The most commonly used type of glass is soda-lime glass, which is typically made from silica sand, soda ash, limestone or dolomite and glass cullets (recycled glass). Additives such as iron oxide can give the glass different colors. To make it, the ingredients are heated to a high temperature until they melt into a molten state. Then the mixture is stirred continuously to remove any remaining impurities, such as metals or abrasive particles. It’s then cooled to a solid state.
This process is very energy intensive, which contributes to a building’s embodied carbon footprint. For this reason, it’s important to consider a building’s whole-life carbon footprint and incorporate the results into any design decisions. One way to do this is by using the Inventory of Carbon and Energy database from Bath University – which you can access for free on this page.
Insulation
Insulation reduces operational energy and carbon emissions in the built environment by limiting energy flow through the envelope. However, the manufacturing of insulation can also emit significant embodied carbon. Through life cycle assessment, the carbon payback between embodied carbon investment and operational savings can be understood.
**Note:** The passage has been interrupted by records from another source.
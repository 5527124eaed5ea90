//! CLI error handling with user-friendly messages.
//!
//! Centralizes error handling for the CLI, providing consistent formatting
//! and appropriate exit codes.

use permshard::config::ConfigFileError;
use permshard::{PipelineError, StorageError, WorkerError};
use std::fmt;
use std::process;

/// CLI-specific errors with user-friendly messages.
#[derive(Debug)]
pub enum CliError {
    /// Failed to initialize logging
    LoggingInit(String),
    /// Configuration error
    Config(String),
    /// Invalid command-line input
    InvalidArgs(String),
    /// The pipeline run failed
    Pipeline(PipelineError),
    /// Reading a file for verification failed
    Storage(StorageError),
    /// The combined output did not pass verification
    VerificationFailed(String),
}

impl CliError {
    /// Exit the process with an appropriate error message and code.
    pub fn exit(&self) -> ! {
        eprintln!("Error: {}", self);

        // Print additional help for specific errors
        match self {
            CliError::Pipeline(PipelineError::Storage(StorageError::NotADirectory { .. })) => {
                eprintln!();
                eprintln!("The output directory path is taken by a file.");
                eprintln!("Remove it or pass a different --output-dir.");
            }
            CliError::Pipeline(PipelineError::Worker(WorkerError::Task { .. })) => {
                eprintln!();
                eprintln!("Per-task files written before the failure were left in place.");
                eprintln!("Clear the output directory before running again.");
            }
            CliError::Pipeline(PipelineError::InvalidInput(_)) => {
                eprintln!();
                eprintln!("Elements must be distinct, non-empty, and free of brackets,");
                eprintln!("\", \" and line breaks. Use --naming index when element text");
                eprintln!("is not usable as a file name.");
            }
            _ => {}
        }

        process::exit(1)
    }
}

impl fmt::Display for CliError {
    fn fmt(&self, f: &mut fmt::Formatter<'_>) -> fmt::Result {
        match self {
            CliError::LoggingInit(msg) => write!(f, "Failed to initialize logging: {}", msg),
            CliError::Config(msg) => write!(f, "Configuration error: {}", msg),
            CliError::InvalidArgs(msg) => write!(f, "Invalid arguments: {}", msg),
            CliError::Pipeline(e) => write!(f, "Permutation run failed: {}", e),
            CliError::Storage(e) => write!(f, "{}", e),
            CliError::VerificationFailed(msg) => write!(f, "Verification failed: {}", msg),
        }
    }
}

impl std::error::Error for CliError {
    fn source(&self) -> Option<&(dyn std::error::Error + 'static)> {
        match self {
            CliError::Pipeline(e) => Some(e),
            CliError::Storage(e) => Some(e),
            _ => None,
        }
    }
}

impl From<PipelineError> for CliError {
    fn from(e: PipelineError) -> Self {
        CliError::Pipeline(e)
    }
}

impl From<StorageError> for CliError {
    fn from(e: StorageError) -> Self {
        CliError::Storage(e)
    }
}

impl From<ConfigFileError> for CliError {
    fn from(e: ConfigFileError) -> Self {
        CliError::Config(e.to_string())
    }
}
While the building industry has, to a large extent, been able to reduce the impact of buildings’ operational emissions by switching to renewable energy, the embodied carbon from construction materials still remains high. With embodied carbon representing 11 percent of worldwide GHG emissions, this is a critical aspect of greenbuilding that needs immediate attention.
Embodied carbon consists of the greenhouse gases (GHGs) emitted by the production of concrete, steel and other building materials. This includes the extraction of natural resources such as sand and minerals, as well as the destruction of ecosystems. It also takes into account the transportation of these raw materials to the construction site.
The ICE database from Bath University contains all the information you need to understand the carbon footprint of construction materials. It has been downloaded by more than 30,000 professionals and appears in countless books, reports, articles and lectures.
Builders for Climate Action has compared upfront embodied carbon from various insulation types and found that using plant-based insulation, such as blown cellulose, can lower a building’s embodied carbon by a wide margin. By choosing insulation materials made from agricultural products that sequester carbon, such as wood or hemp, you can further reduce a project’s embodied carbon.